John: “With going it alone as Ellipsium, is there any part of your motivation that is borne out of the difficulty of taking your creations to the major publishers? I’ve seen many self publishers putting out quality product and not a sniff from the likes of Marvel or DC, how hard is it to put out quality material and not have the phone ringing off the hook?”

Adam: “Mainstream publishing is a closed circuit. Anyone that thinks they can turn in a script, portfolio or even finished work to a publisher and get work is deluded. We all start out that way but reality quickly dawns on us that it is a tough industry to break in to. Perhaps even more so now than it used to be. With email and internet playing such a major roles in our lives now, it has opened the doors to many great artists and writers that would have never had a shot. While this is great, it does make the market very crowded and it’s hard to stand out sometimes. I think if anyone is serious about wanting to make comics, they need to be fully prepared that they may have to self publish. I started Ellipsium not simply to publish my own stories, but to open up the doors to others that want to work in a collective to promote and publish great stories. It’s much easier to promote a brand of great books as a collective than to try and promote a single great book as a one man band.”

John: “Last year you ventured onto the international comic convention scene, heading to Malta. Are there any plans to take Ellipsium stateside?”

Adam: “The huge US comic market and convention scene is where we would love to be. We may be a little way from that dream now, but with our level of commitment and drive, I am sure we will get there. The Malta Comics Expo was a great experience and we’d love to go again.”

John: “I’ve seen some of the art to the forthcoming Slowheart – the feel is again different to what’s gone before. What can you tell us of this new Ellipsium title?”

Adam: “Indeed, this is a new Ellipsium title. It should be launching digitally on all major platforms by the end of January and launch in print at the LSCC 2015. This book is unlike anything I have written before. I am well schooled in horror but this is a crime noir with superhero twist all set to the 1970 NYC disco scene. Expect larger than life characters, violence and adult scenes. Definitely not one for the kids.”


John: ““Not one for the kids” is almost a by-line for your books, Toxic Storm, Terminus at Fenton’s Green and Borough of Churches are all steeped in darkness, with a suitable spattering of GORE. Are there any plans to do a kid friendly Adam Cheal book in the future?”

Adam: “I have been thinking about an all ages book for a while and even come up with some ideas. I am not sure I can let go of the darkness just yet however. The market is much larger for the all ages stuff and it is a great opportunity to reach a larger audience and a new generation of comic readers. We’ll see.”

John: “Going back to Borough of Churches, your central character Charlie Swanson is not your typical female lead. In the first issue you paint two distinct sides to her character, she is steeped in dark and light elements. There are some powerful female characters out there these days but rarely do they have such rich characteristics – is that the point you wanted to make with her, that within such a fantastical story you could still have an organic character while retaining a “kick-ass” edge?”
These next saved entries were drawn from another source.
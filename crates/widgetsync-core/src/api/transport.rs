//! reqwest-backed [`Transport`] for the widget backend REST API.

use std::time::Duration;

use async_trait::async_trait;
use reqwest::{header, Client};
use serde_json::Value;
use tracing::debug;

use super::{ApiError, ApiRequest, Method, RequestIdentity, Transport};

/// HTTP request timeout in seconds.
pub const DEFAULT_REQUEST_TIMEOUT_SECS: u64 = 30;

/// HTTP transport for the widget backend.
/// Clone is cheap - reqwest::Client uses Arc internally for connection pooling.
#[derive(Clone)]
pub struct HttpTransport {
    client: Client,
    base_url: String,
    token: Option<String>,
}

impl HttpTransport {
    /// Create a transport rooted at `base_url`
    pub fn new(base_url: impl Into<String>, timeout: Duration) -> Result<Self, ApiError> {
        let client = Client::builder().timeout(timeout).build()?;

        Ok(Self {
            client,
            base_url: base_url.into().trim_end_matches('/').to_string(),
            token: None,
        })
    }

    /// Create a new transport with the given bearer token, sharing the
    /// connection pool.
    pub fn with_token(&self, token: String) -> Self {
        Self {
            client: self.client.clone(), // Cheap clone, shares connection pool
            base_url: self.base_url.clone(),
            token: Some(token),
        }
    }

    fn url(&self, route: &str) -> String {
        format!("{}/{}", self.base_url, route.trim_start_matches('/'))
    }

    fn header_value(value: &str) -> Result<header::HeaderValue, ApiError> {
        header::HeaderValue::from_str(value)
            .map_err(|e| ApiError::Transport(format!("invalid header value {:?}: {}", value, e)))
    }

    fn identity_headers(&self, identity: &RequestIdentity) -> Result<header::HeaderMap, ApiError> {
        let mut headers = header::HeaderMap::new();
        headers.insert(
            header::CONTENT_TYPE,
            header::HeaderValue::from_static("application/json"),
        );
        headers.insert("X-Widget-Id", Self::header_value(&identity.widget_id)?);
        headers.insert("X-Account-id", Self::header_value(&identity.account_id)?);
        headers.insert("X-User-id", Self::header_value(&identity.user_id)?);
        headers.insert("X-Language", Self::header_value(&identity.language)?);
        headers.insert(
            "X-Top-Level-Domain",
            Self::header_value(&identity.top_level_domain)?,
        );

        match identity.installation_marker() {
            Some(marker) => {
                headers.insert("X-Widget-Installation", Self::header_value(&marker)?);
            }
            None => {
                if let Some(ref token) = self.token {
                    headers.insert(
                        header::AUTHORIZATION,
                        Self::header_value(&format!("Bearer {}", token))?,
                    );
                }
            }
        }
        Ok(headers)
    }

    /// Check if response is successful, returning an error with body if not.
    async fn check_response(response: reqwest::Response) -> Result<reqwest::Response, ApiError> {
        if response.status().is_success() {
            Ok(response)
        } else {
            let status = response.status();
            let body = response.text().await.unwrap_or_default();
            Err(ApiError::from_status(status, &body))
        }
    }

    fn decode_body(url: &str, text: &str) -> Result<Value, ApiError> {
        if text.trim().is_empty() {
            return Ok(Value::Null);
        }
        serde_json::from_str(text).map_err(|e| {
            ApiError::InvalidResponse(format!("Failed to parse JSON response from {}: {}", url, e))
        })
    }
}

#[async_trait]
impl Transport for HttpTransport {
    async fn send(&self, request: ApiRequest) -> Result<Value, ApiError> {
        let url = self.url(&request.route);
        let headers = self.identity_headers(&request.identity)?;
        debug!(method = %request.method, url = %url, "Sending backend request");

        let builder = match request.method {
            Method::Get => self.client.get(&url),
            Method::Post => self
                .client
                .post(&url)
                .json(request.body.as_ref().unwrap_or(&Value::Object(Default::default()))),
        };

        let response = builder.headers(headers).send().await?;
        let response = Self::check_response(response).await?;
        let text = response.text().await?;
        Self::decode_body(&url, &text)
    }
}
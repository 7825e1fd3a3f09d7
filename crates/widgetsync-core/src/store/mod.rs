//! TTL-expiring key/value storage shared by every widget instance.
//!
//! This is the only coordination medium between instances. There is no
//! compare-and-swap: a reader may observe a key as absent and write it while
//! another instance does the same. Everything built on top treats markers as
//! advisory.
//!
//! Keys and values are percent-encoded before they reach the backing storage
//! (the same character set `encodeURIComponent` leaves alone), so neither can
//! collide with the separators of cookie-style persistence.

pub mod file;
pub mod memory;

use chrono::{DateTime, Duration, Utc};
use parking_lot::Mutex;
use serde::{Deserialize, Serialize};
use thiserror::Error;

pub use file::FileStore;
pub use memory::MemoryStore;

#[derive(Error, Debug)]
pub enum StoreError {
    #[error("store I/O failed for {path}: {source}")]
    Io {
        path: String,
        #[source]
        source: std::io::Error,
    },

    #[error("store file {path} is corrupt: {source}")]
    Corrupt {
        path: String,
        #[source]
        source: serde_json::Error,
    },
}

/// A stored value and the instant it stops being visible.
#[derive(Debug, Clone, PartialEq, Eq, Serialize, Deserialize)]
pub struct CacheEntry {
    pub value: String,
    pub expires_at: DateTime<Utc>,
}

impl CacheEntry {
    /// TTLs beyond [`MAX_TTL_DAYS`] are clamped.
    pub fn new(value: String, now: DateTime<Utc>, ttl: Duration) -> Self {
        let ttl = ttl.min(Duration::days(MAX_TTL_DAYS));
        Self {
            value,
            expires_at: now
                .checked_add_signed(ttl)
                .unwrap_or(DateTime::<Utc>::MAX_UTC),
        }
    }

    pub fn is_expired(&self, now: DateTime<Utc>) -> bool {
        now >= self.expires_at
    }
}

/// Longest lifetime an entry can have.
pub const MAX_TTL_DAYS: i64 = 36_500;

/// TTL from a minute count that may come straight off the wire, clamped to
/// [`MAX_TTL_DAYS`] either way so it cannot overflow.
pub fn ttl_minutes(minutes: i64) -> Duration {
    let cap = MAX_TTL_DAYS * 24 * 60;
    Duration::minutes(minutes.clamp(-cap, cap))
}

pub fn ttl_seconds(seconds: i64) -> Duration {
    let cap = MAX_TTL_DAYS * 24 * 60 * 60;
    Duration::seconds(seconds.clamp(-cap, cap))
}

/// Persistent, TTL-expiring string store.
///
/// A non-positive `ttl` on `set` removes the key, matching `max-age`
/// semantics of the cookie jar this abstracts.
pub trait KeyValueStore: Send + Sync {
    fn get(&self, key: &str) -> Result<Option<String>, StoreError>;

    fn set(&self, key: &str, value: &str, ttl: Duration) -> Result<(), StoreError>;

    fn delete(&self, key: &str) -> Result<(), StoreError>;

    fn contains(&self, key: &str) -> Result<bool, StoreError> {
        Ok(self.get(key)?.is_some())
    }
}

// ============================================================================
// Clock
// ============================================================================

pub trait Clock: Send + Sync {
    fn now(&self) -> DateTime<Utc>;
}

#[derive(Debug, Default, Clone, Copy)]
pub struct SystemClock;

impl Clock for SystemClock {
    fn now(&self) -> DateTime<Utc> {
        Utc::now()
    }
}

/// Clock that only moves when told to.
#[derive(Debug)]
pub struct ManualClock {
    now: Mutex<DateTime<Utc>>,
}

impl ManualClock {
    pub fn new(start: DateTime<Utc>) -> Self {
        Self {
            now: Mutex::new(start),
        }
    }

    pub fn advance(&self, by: Duration) {
        *self.now.lock() += by;
    }
}

impl Default for ManualClock {
    fn default() -> Self {
        Self::new(Utc::now())
    }
}

impl Clock for ManualClock {
    fn now(&self) -> DateTime<Utc> {
        *self.now.lock()
    }
}

// ============================================================================
// Key naming
// ============================================================================

/// Default prefix for every persisted key.
pub const DEFAULT_KEY_PREFIX: &str = "WIDGETSYNC";

/// Names of the persisted keys.
///
/// Account-wide state (snapshot, its refresh lock, the notification
/// window marker and lock, per-notification seen markers) is shared by all
/// widgets; the activation notice marker is per widget.
#[derive(Debug, Clone)]
pub struct StoreKeys {
    prefix: String,
}

impl StoreKeys {
    pub fn new(prefix: impl Into<String>) -> Self {
        Self {
            prefix: prefix.into(),
        }
    }

    pub fn account_data(&self) -> String {
        format!("{}_ACCOUNT_DATA", self.prefix)
    }

    pub fn account_data_lock(&self) -> String {
        format!("{}_PROCESSING", self.account_data())
    }

    pub fn notifications(&self) -> String {
        format!("{}_NOTIFICATIONS", self.prefix)
    }

    pub fn notifications_lock(&self) -> String {
        format!("{}_LOADING", self.notifications())
    }

    pub fn notification_seen(&self, id: &str) -> String {
        format!("{}_notification_{}", self.prefix.to_lowercase(), id)
    }

    pub fn status_notice_seen(&self, widget_id: &str) -> String {
        format!("{}_WIDGET_STATUS_NOTIFICATION_{}", self.prefix, widget_id)
    }
}

impl Default for StoreKeys {
    fn default() -> Self {
        Self::new(DEFAULT_KEY_PREFIX)
    }
}

// ============================================================================
// Encoding
// ============================================================================

/// Characters `encodeURIComponent` leaves alone that `urlencoding` escapes.
const COMPONENT_SAFE_EXTRAS: [(&str, &str); 5] =
    [("%21", "!"), ("%2A", "*"), ("%27", "'"), ("%28", "("), ("%29", ")")];

/// Percent-encode every byte outside the `encodeURIComponent` safe set.
pub fn encode_component(input: &str) -> String {
    COMPONENT_SAFE_EXTRAS
        .iter()
        .fold(urlencoding::encode(input).into_owned(), |out, (escaped, raw)| {
            out.replace(escaped, raw)
        })
}

/// Reverse of [`encode_component`]. Returns `None` when the escapes do not
/// decode to UTF-8; malformed escapes are kept literally.
pub fn decode_component(input: &str) -> Option<String> {
    urlencoding::decode(input).ok().map(|decoded| decoded.into_owned())
}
Adam: “You hit the nail on the head. I wanted to write an organic character but still maintain that “comic book” over the top style. It was not my intention to write a female, she just kind of developed that way. I am lucky to have many strong female influences in my life to draw inspiration from and I use that. I was a little worried about writing a female character at first as I wanted to be respectful and do it justice. I found the process much easier than I thought and I feel that Charlie is probably my most human and likeable character to date. I think I have found the balance of sexy and funny while not being exploitative or disrespectful. I am hoping female and male readers will connect with Charlie on an emotional level and enjoy the world we have created with “Borough of Churches”.”